[PROVIDED DATA]
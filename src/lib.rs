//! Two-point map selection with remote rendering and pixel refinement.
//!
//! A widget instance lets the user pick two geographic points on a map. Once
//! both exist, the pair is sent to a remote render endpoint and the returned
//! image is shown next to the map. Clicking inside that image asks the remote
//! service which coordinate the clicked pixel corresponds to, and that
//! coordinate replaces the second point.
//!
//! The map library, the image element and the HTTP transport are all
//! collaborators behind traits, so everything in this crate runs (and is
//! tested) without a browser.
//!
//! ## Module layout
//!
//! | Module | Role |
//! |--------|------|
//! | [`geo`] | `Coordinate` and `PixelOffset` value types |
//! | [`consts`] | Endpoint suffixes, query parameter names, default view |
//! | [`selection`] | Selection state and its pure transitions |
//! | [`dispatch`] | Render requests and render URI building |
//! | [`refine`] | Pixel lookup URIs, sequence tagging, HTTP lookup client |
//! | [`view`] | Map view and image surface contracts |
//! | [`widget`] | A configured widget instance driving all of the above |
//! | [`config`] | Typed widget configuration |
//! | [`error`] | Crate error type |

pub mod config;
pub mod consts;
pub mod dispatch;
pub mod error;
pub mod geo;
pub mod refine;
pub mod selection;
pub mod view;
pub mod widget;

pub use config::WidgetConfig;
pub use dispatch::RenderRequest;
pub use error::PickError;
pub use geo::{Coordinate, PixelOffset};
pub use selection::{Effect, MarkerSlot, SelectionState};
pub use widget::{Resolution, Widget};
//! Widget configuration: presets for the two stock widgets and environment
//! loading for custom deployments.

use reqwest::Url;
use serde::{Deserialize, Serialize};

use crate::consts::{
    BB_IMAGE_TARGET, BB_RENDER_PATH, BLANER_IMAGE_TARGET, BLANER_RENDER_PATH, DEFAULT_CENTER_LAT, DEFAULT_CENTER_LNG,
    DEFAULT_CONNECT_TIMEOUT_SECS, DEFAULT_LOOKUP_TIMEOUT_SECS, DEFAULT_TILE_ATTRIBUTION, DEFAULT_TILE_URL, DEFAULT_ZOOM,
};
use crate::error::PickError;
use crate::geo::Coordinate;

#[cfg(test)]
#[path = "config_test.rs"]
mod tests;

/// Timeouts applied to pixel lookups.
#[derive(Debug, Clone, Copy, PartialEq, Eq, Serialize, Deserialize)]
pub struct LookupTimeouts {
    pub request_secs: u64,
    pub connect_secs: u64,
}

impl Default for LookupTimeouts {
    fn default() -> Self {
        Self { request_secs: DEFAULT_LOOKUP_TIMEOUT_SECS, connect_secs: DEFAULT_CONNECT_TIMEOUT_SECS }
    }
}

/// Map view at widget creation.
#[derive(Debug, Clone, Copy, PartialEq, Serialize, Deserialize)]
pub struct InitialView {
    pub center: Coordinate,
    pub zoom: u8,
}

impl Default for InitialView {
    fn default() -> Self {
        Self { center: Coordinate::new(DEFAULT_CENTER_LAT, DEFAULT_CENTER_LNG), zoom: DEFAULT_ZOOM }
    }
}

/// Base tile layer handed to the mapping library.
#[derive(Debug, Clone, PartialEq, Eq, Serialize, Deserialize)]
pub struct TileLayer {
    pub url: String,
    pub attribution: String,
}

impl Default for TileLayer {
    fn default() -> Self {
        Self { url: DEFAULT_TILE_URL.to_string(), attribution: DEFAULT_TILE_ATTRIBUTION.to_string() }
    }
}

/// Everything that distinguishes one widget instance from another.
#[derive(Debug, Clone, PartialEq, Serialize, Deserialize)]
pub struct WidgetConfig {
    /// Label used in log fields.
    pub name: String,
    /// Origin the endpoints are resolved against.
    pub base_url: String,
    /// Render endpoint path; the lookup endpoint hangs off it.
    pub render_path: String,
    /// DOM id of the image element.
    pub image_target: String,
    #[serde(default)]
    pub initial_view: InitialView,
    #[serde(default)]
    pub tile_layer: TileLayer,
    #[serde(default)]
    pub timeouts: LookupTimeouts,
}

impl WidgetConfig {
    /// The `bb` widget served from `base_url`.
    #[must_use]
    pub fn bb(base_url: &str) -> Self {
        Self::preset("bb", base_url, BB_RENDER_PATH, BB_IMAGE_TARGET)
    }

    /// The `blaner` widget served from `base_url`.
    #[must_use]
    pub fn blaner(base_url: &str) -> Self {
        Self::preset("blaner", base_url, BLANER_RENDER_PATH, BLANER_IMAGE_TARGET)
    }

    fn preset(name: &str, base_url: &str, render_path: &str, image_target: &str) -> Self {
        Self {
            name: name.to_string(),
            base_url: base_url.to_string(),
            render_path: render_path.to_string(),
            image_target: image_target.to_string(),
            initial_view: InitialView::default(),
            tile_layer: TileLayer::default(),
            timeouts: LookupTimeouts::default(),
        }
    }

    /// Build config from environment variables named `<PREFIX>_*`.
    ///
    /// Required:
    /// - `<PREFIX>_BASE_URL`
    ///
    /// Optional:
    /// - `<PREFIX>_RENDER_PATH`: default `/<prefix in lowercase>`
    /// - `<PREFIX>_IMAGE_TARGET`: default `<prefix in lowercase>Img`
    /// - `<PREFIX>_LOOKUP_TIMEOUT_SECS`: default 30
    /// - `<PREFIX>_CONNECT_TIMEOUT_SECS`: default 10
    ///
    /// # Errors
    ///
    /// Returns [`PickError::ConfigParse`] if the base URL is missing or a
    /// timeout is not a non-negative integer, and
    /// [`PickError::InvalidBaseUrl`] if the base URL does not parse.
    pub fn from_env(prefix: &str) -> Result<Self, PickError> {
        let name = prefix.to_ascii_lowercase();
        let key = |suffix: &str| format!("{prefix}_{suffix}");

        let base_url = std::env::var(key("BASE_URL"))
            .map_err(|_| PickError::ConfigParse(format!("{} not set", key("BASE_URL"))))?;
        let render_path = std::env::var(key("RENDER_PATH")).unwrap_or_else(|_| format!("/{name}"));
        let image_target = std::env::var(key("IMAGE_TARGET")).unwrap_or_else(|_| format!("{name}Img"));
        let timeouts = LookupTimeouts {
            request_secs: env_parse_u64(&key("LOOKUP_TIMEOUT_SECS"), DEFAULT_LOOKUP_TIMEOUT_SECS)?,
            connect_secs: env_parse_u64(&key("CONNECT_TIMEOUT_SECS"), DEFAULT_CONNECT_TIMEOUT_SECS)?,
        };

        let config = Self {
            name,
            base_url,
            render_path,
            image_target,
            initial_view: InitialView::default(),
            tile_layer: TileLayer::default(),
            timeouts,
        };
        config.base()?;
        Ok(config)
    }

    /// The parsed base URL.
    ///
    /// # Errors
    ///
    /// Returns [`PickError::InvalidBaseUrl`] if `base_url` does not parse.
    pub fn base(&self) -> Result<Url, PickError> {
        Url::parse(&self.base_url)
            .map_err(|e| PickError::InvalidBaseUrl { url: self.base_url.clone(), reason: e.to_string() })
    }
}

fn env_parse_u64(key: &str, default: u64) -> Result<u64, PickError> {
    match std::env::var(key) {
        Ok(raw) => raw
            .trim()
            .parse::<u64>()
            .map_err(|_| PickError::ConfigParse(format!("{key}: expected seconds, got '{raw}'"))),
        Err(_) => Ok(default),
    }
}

[WHAT THE TASK REQUIRES] In the listing above, find the line with "pub fn blaner(base_url: &str)" and the line with "missing or a", then reproduce both and every line between them exactly.

[TASK OUTPUT]
    pub fn blaner(base_url: &str) -> Self {
        Self::preset("blaner", base_url, BLANER_RENDER_PATH, BLANER_IMAGE_TARGET)
    }

    fn preset(name: &str, base_url: &str, render_path: &str, image_target: &str) -> Self {
        Self {
            name: name.to_string(),
            base_url: base_url.to_string(),
            render_path: render_path.to_string(),
            image_target: image_target.to_string(),
            initial_view: InitialView::default(),
            tile_layer: TileLayer::default(),
            timeouts: LookupTimeouts::default(),
        }
    }

    /// Build config from environment variables named `<PREFIX>_*`.
    ///
    /// Required:
    /// - `<PREFIX>_BASE_URL`
    ///
    /// Optional:
    /// - `<PREFIX>_RENDER_PATH`: default `/<prefix in lowercase>`
    /// - `<PREFIX>_IMAGE_TARGET`: default `<prefix in lowercase>Img`
    /// - `<PREFIX>_LOOKUP_TIMEOUT_SECS`: default 30
    /// - `<PREFIX>_CONNECT_TIMEOUT_SECS`: default 10
    ///
    /// # Errors
    ///
    /// Returns [`PickError::ConfigParse`] if the base URL is missing or a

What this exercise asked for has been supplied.